We feel it necessary to remind the respondents of the purpose of the Workers’ Compensation Act. The Act has always been, “remedial in nature and should be construed to accomplish its humanitarian purpose.” Schiano v. Bliss Exterminating, 16 Conn. Workers’ Comp. Rev. Op. 189, 3315 CRB-4-96-4 (May 16, 1997) (citing Dubois v. General Dynamics Corp., 222 Conn. 62, 67 (1992)). “A necessary element of this principle is the idea that relief under the Act will be provided as quickly and efficiently as possible. A claimant who is disabled from employment by a work-related injury is usually in need of prompt financial attention as well as medical attention, for the inability to earn wages has an immediate negative impact on the lives of most claimants. Yet, this concept often becomes lost in the partisan battles between employers, employees, insurers, medical providers, and their numerous attorneys.” Schiano, supra.

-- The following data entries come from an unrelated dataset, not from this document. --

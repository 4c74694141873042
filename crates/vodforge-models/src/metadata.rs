//! Probed source metadata.

use schemars::JsonSchema;
use serde::{Deserialize, Serialize};
use thiserror::Error;

/// Error returned when probed metadata is malformed.
#[derive(Debug, Error)]
pub enum InvalidMetadata {
    #[error("Field '{0}' must be non-negative")]
    NegativeField(&'static str),

    #[error("Field '{0}' is not a finite number")]
    NonFiniteField(&'static str),
}

/// Intrinsic properties of an uploaded source video.
///
/// Populated once by the metadata extractor and immutable afterwards.
/// The core does not mandate a probing algorithm; it only requires that
/// the fields are populated and the numeric ones are non-negative.
#[derive(Debug, Clone, Default, Serialize, Deserialize, JsonSchema)]
pub struct SourceMetadata {
    /// Duration in seconds
    pub duration: f64,
    /// Width in pixels
    pub width: u32,
    /// Height in pixels
    pub height: u32,
    /// Frame rate (fps)
    pub fps: f64,
    /// Overall bitrate in bits/second
    pub bitrate: u64,
    /// Video codec name (e.g. "h264")
    pub codec: String,
    /// Audio codec name (e.g. "aac")
    pub audio_codec: String,
}

impl SourceMetadata {
    /// Validate that the numeric fields are finite and non-negative.
    pub fn validate(&self) -> Result<(), InvalidMetadata> {
        if !self.duration.is_finite() {
            return Err(InvalidMetadata::NonFiniteField("duration"));
        }
        if self.duration < 0.0 {
            return Err(InvalidMetadata::NegativeField("duration"));
        }
        if !self.fps.is_finite() {
            return Err(InvalidMetadata::NonFiniteField("fps"));
        }
        if self.fps < 0.0 {
            return Err(InvalidMetadata::NegativeField("fps"));
        }
        Ok(())
    }
}
//! Store metrics collection.
//!
//! Standardized counters for monitoring the two tiers:
//! - Index hit/miss counters for reads
//! - Durable-tier operation counters by status

use metrics::counter;

/// Metric name constants for consistency.
pub mod names {
    /// Index lookups by outcome ("hit" / "miss").
    pub const INDEX_LOOKUPS_TOTAL: &str = "jobstore_index_lookups_total";

    /// Durable-tier operations by operation and status ("ok" / "error").
    pub const DURABLE_OPS_TOTAL: &str = "jobstore_durable_ops_total";
}

/// Record an index lookup.
pub fn record_index_lookup(hit: bool) {
    counter!(
        names::INDEX_LOOKUPS_TOTAL,
        "outcome" => if hit { "hit" } else { "miss" }
    )
    .increment(1);
}

/// Record a durable-tier operation.
pub fn record_durable_op(operation: &'static str, ok: bool) {
    counter!(
        names::DURABLE_OPS_TOTAL,
        "operation" => operation,
        "status" => if ok { "ok" } else { "error" }
    )
    .increment(1);
}
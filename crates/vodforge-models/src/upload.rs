//! Uploaded file handle.

use schemars::JsonSchema;
use serde::{Deserialize, Serialize};
use std::path::{Path, PathBuf};

/// An uploaded source file as handed over by the API layer.
#[derive(Debug, Clone, Serialize, Deserialize, JsonSchema)]
pub struct UploadedFile {
    /// Filename as provided by the client
    pub filename: String,
    /// Size in bytes
    pub size_bytes: u64,
    /// Declared media type (e.g. "video/mp4")
    pub content_type: String,
    /// Local path of the staged upload
    pub path: PathBuf,
}

impl UploadedFile {
    pub fn new(
        filename: impl Into<String>,
        size_bytes: u64,
        content_type: impl Into<String>,
        path: impl Into<PathBuf>,
    ) -> Self {
        Self {
            filename: filename.into(),
            size_bytes,
            content_type: content_type.into(),
            path: path.into(),
        }
    }

    /// Filename extension, lowercased, without the dot.
    pub fn extension(&self) -> Option<String> {
        Path::new(&self.filename)
            .extension()
            .and_then(|e| e.to_str())
            .map(|e| e.to_ascii_lowercase())
    }
}
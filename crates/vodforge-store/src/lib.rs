//! Two-tier video job store.
//!
//! This crate provides:
//! - A fast in-process index of job records (by id and owning user)
//! - A TTL-bearing Redis durable tier for crash survival
//! - A write-through `JobStore` that degrades gracefully when the
//!   durable tier is unreachable

pub mod error;
pub mod memory;
pub mod metrics;
pub mod redis_tier;
pub mod store;

pub use error::{StoreError, StoreResult};
pub use memory::InMemoryIndex;
pub use redis_tier::{RedisTier, RedisTierConfig};
pub use store::{DurableTier, JobStore};
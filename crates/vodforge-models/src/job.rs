//! Video job lifecycle model.

use chrono::{DateTime, Utc};
use schemars::JsonSchema;
use serde::{Deserialize, Serialize};
use std::fmt;
use uuid::Uuid;

use crate::metadata::SourceMetadata;
use crate::quality::QualityLabel;

/// Length of the random id suffix.
const ID_SUFFIX_LEN: usize = 9;

/// Unique identifier for a video job.
///
/// Format: `video_<unix_millis>_<lowercase alphanumeric suffix>`.
/// Unique for the lifetime of the store.
#[derive(Debug, Clone, PartialEq, Eq, Hash, Serialize, Deserialize, JsonSchema)]
#[serde(transparent)]
pub struct VideoJobId(pub String);

impl VideoJobId {
    /// Generate a new job ID.
    ///
    /// Two jobs created within the same millisecond still get distinct
    /// ids because the suffix is drawn from a fresh UUID.
    pub fn new() -> Self {
        let suffix = Uuid::new_v4().simple().to_string();
        Self(format!(
            "video_{}_{}",
            Utc::now().timestamp_millis(),
            &suffix[..ID_SUFFIX_LEN]
        ))
    }

    /// Create from an existing string.
    pub fn from_string(s: impl Into<String>) -> Self {
        Self(s.into())
    }

    /// Get the inner string.
    pub fn as_str(&self) -> &str {
        &self.0
    }
}

impl Default for VideoJobId {
    fn default() -> Self {
        Self::new()
    }
}

impl fmt::Display for VideoJobId {
    fn fmt(&self, f: &mut fmt::Formatter<'_>) -> fmt::Result {
        write!(f, "{}", self.0)
    }
}

impl From<String> for VideoJobId {
    fn from(s: String) -> Self {
        Self(s)
    }
}

impl From<&str> for VideoJobId {
    fn from(s: &str) -> Self {
        Self(s.to_string())
    }
}

/// Job processing status.
#[derive(Debug, Clone, Copy, PartialEq, Eq, Hash, Serialize, Deserialize, JsonSchema, Default)]
#[serde(rename_all = "snake_case")]
pub enum JobStatus {
    /// Job is waiting for a processing slot
    #[default]
    Pending,
    /// Job is actively being transcoded
    Processing,
    /// All renditions produced successfully
    Completed,
    /// Transcoding or extraction failed
    Failed,
    /// Cancelled by the owning user
    Cancelled,
}

impl JobStatus {
    pub fn as_str(&self) -> &'static str {
        match self {
            JobStatus::Pending => "pending",
            JobStatus::Processing => "processing",
            JobStatus::Completed => "completed",
            JobStatus::Failed => "failed",
            JobStatus::Cancelled => "cancelled",
        }
    }

    /// Check if this is a terminal state (no more transitions allowed).
    pub fn is_terminal(&self) -> bool {
        matches!(
            self,
            JobStatus::Completed | JobStatus::Failed | JobStatus::Cancelled
        )
    }

    /// Check whether the edge `self -> next` is legal.
    ///
    /// Each edge may be taken at most once and no state is revisited:
    /// pending may become processing or cancelled; processing may become
    /// completed, failed or cancelled; terminal states go nowhere.
    pub fn can_transition_to(&self, next: JobStatus) -> bool {
        use JobStatus::*;
        matches!(
            (self, next),
            (Pending, Processing)
                | (Pending, Cancelled)
                | (Processing, Completed)
                | (Processing, Failed)
                | (Processing, Cancelled)
        )
    }
}

impl fmt::Display for JobStatus {
    fn fmt(&self, f: &mut fmt::Formatter<'_>) -> fmt::Result {
        write!(f, "{}", self.as_str())
    }
}

/// A single request to produce streaming renditions from one uploaded
/// source video.
#[derive(Debug, Clone, Serialize, Deserialize, JsonSchema)]
pub struct VideoJob {
    /// Unique job ID
    pub id: VideoJobId,

    /// User ID (owner; authorizes cancellation)
    pub user_id: String,

    /// Optional course association
    #[serde(skip_serializing_if = "Option::is_none")]
    pub course_id: Option<String>,

    /// Filename as uploaded
    pub original_filename: String,

    /// Upload size in bytes
    pub original_filesize: u64,

    /// Lifecycle status
    #[serde(default)]
    pub status: JobStatus,

    /// Progress (0-100); monotone until a terminal state freezes it
    #[serde(default)]
    pub progress: u8,

    /// Probed source metadata; populated once at creation
    pub metadata: SourceMetadata,

    /// Rendition ladder, highest first; non-empty
    pub qualities: Vec<QualityLabel>,

    /// Error message (only when failed)
    #[serde(skip_serializing_if = "Option::is_none")]
    pub error: Option<String>,

    /// Creation timestamp
    pub created_at: DateTime<Utc>,

    /// Last update timestamp
    pub updated_at: DateTime<Utc>,

    /// Set on entering completed or failed
    #[serde(skip_serializing_if = "Option::is_none")]
    pub completed_at: Option<DateTime<Utc>>,
}

impl VideoJob {
    /// Create a new job in `pending`.
    pub fn new(
        user_id: impl Into<String>,
        course_id: Option<String>,
        original_filename: impl Into<String>,
        original_filesize: u64,
        metadata: SourceMetadata,
        qualities: Vec<QualityLabel>,
    ) -> Self {
        let now = Utc::now();
        Self {
            id: VideoJobId::new(),
            user_id: user_id.into(),
            course_id,
            original_filename: original_filename.into(),
            original_filesize,
            status: JobStatus::Pending,
            progress: 0,
            metadata,
            qualities,
            error: None,
            created_at: now,
            updated_at: now,
            completed_at: None,
        }
    }

    /// Check if the job is in a terminal state.
    pub fn is_terminal(&self) -> bool {
        self.status.is_terminal()
    }

    /// Move the job into `processing` after admission.
    ///
    /// Returns false (no mutation) if the job is not `pending`.
    pub fn begin_processing(&mut self) -> bool {
        if !self.status.can_transition_to(JobStatus::Processing) {
            return false;
        }
        self.status = JobStatus::Processing;
        self.updated_at = Utc::now();
        true
    }

    /// Mark the job completed; forces progress to 100.
    pub fn complete(&mut self) -> bool {
        if !self.status.can_transition_to(JobStatus::Completed) {
            return false;
        }
        self.status = JobStatus::Completed;
        self.progress = 100;
        self.completed_at = Some(Utc::now());
        self.updated_at = Utc::now();
        true
    }

    /// Mark the job failed with an error message.
    pub fn fail(&mut self, error: impl Into<String>) -> bool {
        if !self.status.can_transition_to(JobStatus::Failed) {
            return false;
        }
        self.status = JobStatus::Failed;
        self.error = Some(error.into());
        self.completed_at = Some(Utc::now());
        self.updated_at = Utc::now();
        true
    }

    /// Cancel the job; resets progress and leaves `completed_at` unset.
    pub fn cancel(&mut self) -> bool {
        if !self.status.can_transition_to(JobStatus::Cancelled) {
            return false;
        }
        self.status = JobStatus::Cancelled;
        self.progress = 0;
        self.completed_at = None;
        self.updated_at = Utc::now();
        true
    }

    /// Record reported progress.
    ///
    /// Clamped to 0-100 and monotone non-decreasing; ignored once the
    /// job is terminal. Returns true if the field changed.
    pub fn set_progress(&mut self, progress: u8) -> bool {
        if self.is_terminal() {
            return false;
        }
        let progress = progress.min(100);
        if progress <= self.progress {
            return false;
        }
        self.progress = progress;
        self.updated_at = Utc::now();
        true
    }
}
//! Store error types.

use thiserror::Error;

pub type StoreResult<T> = Result<T, StoreError>;

/// Errors from the durable tier.
///
/// These never reach business logic: the write-through store logs them
/// at warning level and degrades to in-process-only visibility.
#[derive(Debug, Error)]
pub enum StoreError {
    #[error("Connection failed: {0}")]
    ConnectionFailed(String),

    #[error("Record not found: {0}")]
    NotFound(String),

    #[error("Redis error: {0}")]
    Redis(#[from] redis::RedisError),

    #[error("JSON error: {0}")]
    Json(#[from] serde_json::Error),
}

impl StoreError {
    pub fn connection_failed(msg: impl Into<String>) -> Self {
        Self::ConnectionFailed(msg.into())
    }

    pub fn not_found(msg: impl Into<String>) -> Self {
        Self::NotFound(msg.into())
    }
}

In the instant case, the respondents should have agreed to authorize the surgery with an agreement to share the cost and to adjust the apportionment of the cost after the surgery. Undeniably, the respondents were aware that the claimant was in need of surgery for his ankle due to his compensable injuries, and that one or all of them would eventually be held liable for the cost of the surgery. It was therefore unconscionable for the respondents to cause the cancellation of the claimant’s scheduled surgery. While the two employers quibbled over how to apportion the cost of the surgery, knowing full well that both would have to pay a portion of the cost, the claimant was effectively denied reasonable and necessary treatment. Indeed, we conclude that the respondent appellants’ appeal to this Board has only served to delay this matter, and thus we conclude that the claimant is entitled to attorney’s fees pursuant to §31-301(e) and Practice Book §4184B(4), (5), (8).1

The commissioner’s decision is hereby remanded for further proceedings consistent with this opinion. Specifically, on remand the trial commissioner should consider the imposition of a fine pursuant to § 31-288(b), and an award of interest under § 31-300. The trial commissioner should also award attorney’s fees incurred by the claimant due to the respondents’ present appeal. Additionally, the respondents are required by § 31-301c(b) to pay interest on any portion of the award that remained unpaid during the pendency of this appeal.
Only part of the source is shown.